Urban setting or pastoral paradise?
The obvious first question would be: Do you prefer to live downtown, with easy access to plays, live music, restaurants, shopping and the like? Or does being a little further away, in a little quieter and – typically – more affordable rural or suburban setting?
Either way, if you are vehemently opposed to one or the other, and can knock the corresponding houses off your list, it will save you some aggravation; while if you open your mind, it can give you a larger set of considered alternatives from which to draw.
If you have children, this is likely going to be the second-most-important, if not the most important, criteria on your list. You’ll need to check out the school district as a whole, from the lowest point in the system that your children or prospective children will or may ever enter the system.

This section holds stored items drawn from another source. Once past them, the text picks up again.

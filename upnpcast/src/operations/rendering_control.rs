//! RenderingControl actions: volume and mute on the master channel

use soap_client::SoapResponse;

use crate::define_upnp_action;
use crate::error::ApiError;
use crate::operation::{INSTANCE_ID, MASTER_CHANNEL};

define_upnp_action! {
    action: GetMute,
    service: RenderingControl,
    request: {},
    arguments: |_req| [
        "InstanceID" => INSTANCE_ID,
        "Channel" => MASTER_CHANNEL,
    ],
    response: bool,
    decode: true,
    parse: |response| parse_mute(response),
}

define_upnp_action! {
    action: SetMute,
    service: RenderingControl,
    request: {
        desired_mute: bool,
    },
    arguments: |req| [
        "InstanceID" => INSTANCE_ID,
        "Channel" => MASTER_CHANNEL,
        "DesiredMute" => mute_flag(req.desired_mute),
    ],
    response: (),
    decode: false,
    parse: |_response| Ok(()),
}

define_upnp_action! {
    action: GetVolume,
    service: RenderingControl,
    request: {},
    arguments: |_req| [
        "InstanceID" => INSTANCE_ID,
        "Channel" => MASTER_CHANNEL,
    ],
    response: u16,
    decode: true,
    parse: |response| parse_volume(response),
}

define_upnp_action! {
    action: SetVolume,
    service: RenderingControl,
    request: {
        desired_volume: u16,
    },
    arguments: |req| [
        "InstanceID" => INSTANCE_ID,
        "Channel" => MASTER_CHANNEL,
        "DesiredVolume" => req.desired_volume,
    ],
    response: (),
    decode: false,
    parse: |_response| Ok(()),
}

fn mute_flag(muted: bool) -> &'static str {
    if muted {
        "1"
    } else {
        "0"
    }
}

fn parse_mute(response: &SoapResponse) -> Result<bool, ApiError> {
    let value = response.require("CurrentMute")?.trim();
    match value {
        "1" => Ok(true),
        "0" => Ok(false),
        _ if value.eq_ignore_ascii_case("true") => Ok(true),
        _ if value.eq_ignore_ascii_case("false") => Ok(false),
        _ => Err(ApiError::ParseError(format!("Invalid CurrentMute value: {}", value))),
    }
}

/// Negative volumes reported by some firmware are floored at 0.
fn parse_volume(response: &SoapResponse) -> Result<u16, ApiError> {
    let value = response.require("CurrentVolume")?.trim();
    let volume: i64 = value
        .parse()
        .map_err(|_| ApiError::ParseError(format!("Invalid CurrentVolume value: {}", value)))?;

    Ok(volume.clamp(0, i64::from(u16::MAX)) as u16)
}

For example, if you currently have a middle-schooler, check out the middle schools and high schools, and their ranking nationally and within the state, and if available, the matriculation rates of graduates. But if you’re also considering having a baby at some point in the next five years, go ahead and check out your options for preschool and elementary schools.

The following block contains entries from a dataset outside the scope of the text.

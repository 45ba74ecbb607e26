//! Control point for UPnP/DLNA media renderers
//!
//! Discover smart TVs and DLNA speakers, load media into them and drive
//! playback through their AVTransport, RenderingControl and ConnectionManager
//! services.
//!
//! Every call is one blocking request bound to a [`CallContext`], which can
//! carry a deadline and a [`CancelToken`].
//!
//! ```rust,no_run
//! use std::time::Duration;
//! use upnpcast::{search, CallContext, MediaItem, RendererExt};
//!
//! let renderers = search(Duration::from_secs(3), &[])?;
//! let transport = renderers[0].av_transport_client()?;
//!
//! let ctx = CallContext::with_timeout(Duration::from_secs(15));
//! let item = MediaItem::new("http://192.168.1.10:3500/movie.mp4", "video/mp4")
//!     .with_title("Movie")
//!     .seekable(true);
//! transport.set_media(&ctx, &item)?;
//! transport.play(&ctx)?;
//! transport.seek(&ctx, 90)?;
//! # Ok::<(), upnpcast::ApiError>(())
//! ```

pub mod client;
pub mod error;
pub mod logging;
pub mod operation;
pub mod operations;
mod renderer;
pub mod services;

#[doc(hidden)]
pub use paste::paste as __paste;

pub use client::ServiceClient;
pub use error::{ApiError, Result};
pub use operation::UpnpAction;
pub use operations::av_transport::{MediaInfo, PositionInfo, TransportInfo, TransportState};
pub use operations::connection_manager::ProtocolInfo;
pub use renderer::RendererExt;
pub use services::{AvTransportClient, ConnectionManagerClient, RenderingControlClient};

pub use soap_client::{CallContext, CancelToken, ClientConfig, SoapClient, SoapResponse};
pub use upnpcast_discovery::{
    fetch, search, Discovery, DiscoveryConfig, DiscoveryError, Renderer, ServiceType,
};
pub use upnpcast_dlna::{DlnaError, MediaItem};
use std::fmt;
use std::str::FromStr;

use serde::Serialize;

use crate::error::DiscoveryError;

/// The UPnP services a media renderer may expose.
///
/// Each variant is bound to a fixed service type URN, used both to filter
/// SSDP responses and as a capability key on [`Renderer`](crate::Renderer).
#[derive(Debug, Clone, Copy, PartialEq, Eq, Hash, Serialize)]
pub enum ServiceType {
    /// AVTransport service - Controls playback (play, pause, stop, seek, etc.)
    AVTransport,

    /// RenderingControl service - Controls audio rendering (volume, mute)
    RenderingControl,

    /// ConnectionManager service - Reports supported protocols
    ConnectionManager,
}

impl ServiceType {
    pub const ALL: [ServiceType; 3] = [
        ServiceType::AVTransport,
        ServiceType::RenderingControl,
        ServiceType::ConnectionManager,
    ];

    /// Get the name of this service as a string
    pub fn name(&self) -> &'static str {
        match self {
            ServiceType::AVTransport => "AVTransport",
            ServiceType::RenderingControl => "RenderingControl",
            ServiceType::ConnectionManager => "ConnectionManager",
        }
    }

    /// The service type URN used in SSDP, device descriptions and SOAPAction headers
    pub fn urn(&self) -> &'static str {
        match self {
            ServiceType::AVTransport => "urn:schemas-upnp-org:service:AVTransport:1",
            ServiceType::RenderingControl => "urn:schemas-upnp-org:service:RenderingControl:1",
            ServiceType::ConnectionManager => "urn:schemas-upnp-org:service:ConnectionManager:1",
        }
    }

    pub fn from_urn(urn: &str) -> Option<Self> {
        Self::ALL.into_iter().find(|service| service.urn() == urn.trim())
    }
}

impl fmt::Display for ServiceType {
    fn fmt(&self, f: &mut fmt::Formatter<'_>) -> fmt::Result {
        f.write_str(self.urn())
    }
}

impl FromStr for ServiceType {
    type Err = DiscoveryError;

    /// Accepts either the full URN or the bare service name.
    fn from_str(s: &str) -> Result<Self, Self::Err> {
        Self::from_urn(s)
            .or_else(|| Self::ALL.into_iter().find(|service| service.name() == s))
            .ok_or_else(|| DiscoveryError::ParseError(format!("Unknown service type: {}", s)))
    }
}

“Options” is the name of the game here. Naturally, you can do a lot of this research online, but if you’re in town (either because you already live there, or if you’re in town for a weekend working on your house deal) then call ahead and see if you can make arrangements to take a brief tour of a few locations.
You may fall in love with a school that’s farther away from the house you’ve fallen in love with. That’s going to be a commitment on your part to drive the kid there, but otherwise – fine. Additionally, you can think outside the box and consider tools like online schooling for your kids.
Make sure that they get plenty of socialization with kids their own age though. In other words, make sure you consider proximity to parks or other places where kids of a similar age group tend to flock.
Everyone is going to place these items in different personal orders of importance but this is another key factor in decision-making.
In thinking about “usability,” please consider the convenience of your prospective new neighborhood to the key spots in your daily life, like these:
- Place of work
- Partners’ place of work
- Favorite cafes, restaurants, snack shops, live music venues and movie theatres
- Your place of worship
- Places to walk, play, picnic, exercise (including the community pool, if there is one)
Those are the top two critical criteria you can assess when considering the neighborhood that comes hand-in-hand with that sweet little castle you have your eye on – but here are a few more to keep in mind;
- Do you want to be in a historic neighborhood or a new development?
- What is your current community lacking?
- Think about what you don’t want in a neighborhood, too.
- Crime statistics:
- Tourist attractions
Finally, some field duty detective work is an absolute must.
Remember your first impression. Does it give you a feel-good feeling? Does this carry over into the neighborhood? Sometimes this “gut feeling,” or lack thereof, can be a very important process.
- Visualize yourself in the neighborhood. Can you see yourself walking to get your morning latte or taking your dog jogging? That will give you a feel for what it will be like to settle down as normal in the neighborhood, which should be helpful.
- Drive or walk through the neighborhood at different times of the day to get an idea of life in the community. .Do people get out and walk and chat after work? Are kids playing? Are the surface roads gridlock? Are the streets well-lit? These are all clues toward what you’re looking for, or not!
- Do this next one both in the morning and in the evening: Stop and listen. Bird chirps and other sounds of nature are generally pleasant, but you’ll probably want to make sure you’re not going to get too much noise from the highway, busy roads, train tracks, airports, the throbbing bass at the dance club nearby, and on and on.
It’s a lot to take in, but doing a bit of self-assessment, combined with just a pinch of detective work, can really pay you back as you enjoy your new home and your new neighborhood for years to come.